Accuracy of the OMRON M4 automatic blood pressure measuring device

Despite widespread use of the automatic blood pressure (BP) measuring device OMRON M4, there is little formal validation on its accuracy. A study was conducted to assess the accuracy of the OMRON M4 compared with the true indirect BP measured by mercury sphygmomanometer (MS). A rapid method for the evaluation of automatic blood pressure measurement devices (READ) was applied for this study. The READ is based on numerous BP measurements at rest and during a standardised postural challenge in a small number of subjects who exhibit a wide range of BPs. Blood pressure measurements were done in supine position for 10 min followed by head-up tilt for 30 min and again supine for 10 min. The automatic device (AU) and the MS were connected to one arm-cuff by means of a T connector. A stethoscope with dual sets of ear-pieces was used for duplicate MS measurements (MS1 and MS2). The MS1, MS2 and AU measurements were taken simultaneously in a blinded manner. Three units of the automatic instrument were evaluated. An average of 111 measurements per unit were performed, every BP category being present in ⩾15 MS measurements.
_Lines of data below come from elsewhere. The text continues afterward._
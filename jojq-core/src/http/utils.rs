pub struct Utils;

impl Utils {
    pub fn is_header_value_chunk_encoding(
        header_value: Option<&http::header::HeaderValue>,
    ) -> bool {
        match header_value {
            Some(value) => value.as_bytes().eq_ignore_ascii_case(b"chunked"),
            None => false,
        }
    }

    pub fn get_content_length_value(
        header_value: Option<&http::header::HeaderValue>,
    ) -> Option<usize> {
        let header_value = header_value?;
        let str_value = std::str::from_utf8(header_value.as_bytes()).ok()?;
        let value_len: i64 = str_value.parse().ok()?;
        if value_len >= 0 {
            Some(value_len as usize)
        } else {
            tracing::warn!(value_len, "negative content length value");
            None
        }
    }

    pub fn is_connection_keepalive(header_value: &http::header::HeaderValue) -> Option<bool> {
        let value = std::str::from_utf8(header_value.as_bytes()).ok()?;
        Some(value.eq_ignore_ascii_case("keep-alive"))
    }
}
The differences between MS1 and MS2 measurements (ΔBP: MS1–MS2) were utilized to assess the consistency of true indirect BP and the differences between AU and MS measurements (ΔBP:AU-MS2) were utilized to assess the accuracy of the AU. The following characteristics of the OMRON M4 were assessed: (1) grade of accuracy, (2) aberration pattern, (3) consistency of the aberration-pattern, and (4) correlation between levels of BP and ΔBP: AU-MS. For MS paired readings, 92–100% of systolic and 99–100% of diastolic readings fell within 5 mm Hg difference range, that is consistent with a British Hypertension Society grade A of both. For AU compared to MS2, 29–64% of systolic and 73–94% of diastolic readings fell within 5 mm Hg and 49–86% of systolic and 86–99% of diastolic readings fell within 10 mm Hg and the devices qualified C, D and C, respectively. All devices exhibited irregular and inconsistent aberration patterns, making the design of correction formulas impractical. In conclusion, the OMRON M4 device did not meet the requirements of the British Hypertension Society and, therefore, cannot be recommended for clinical use.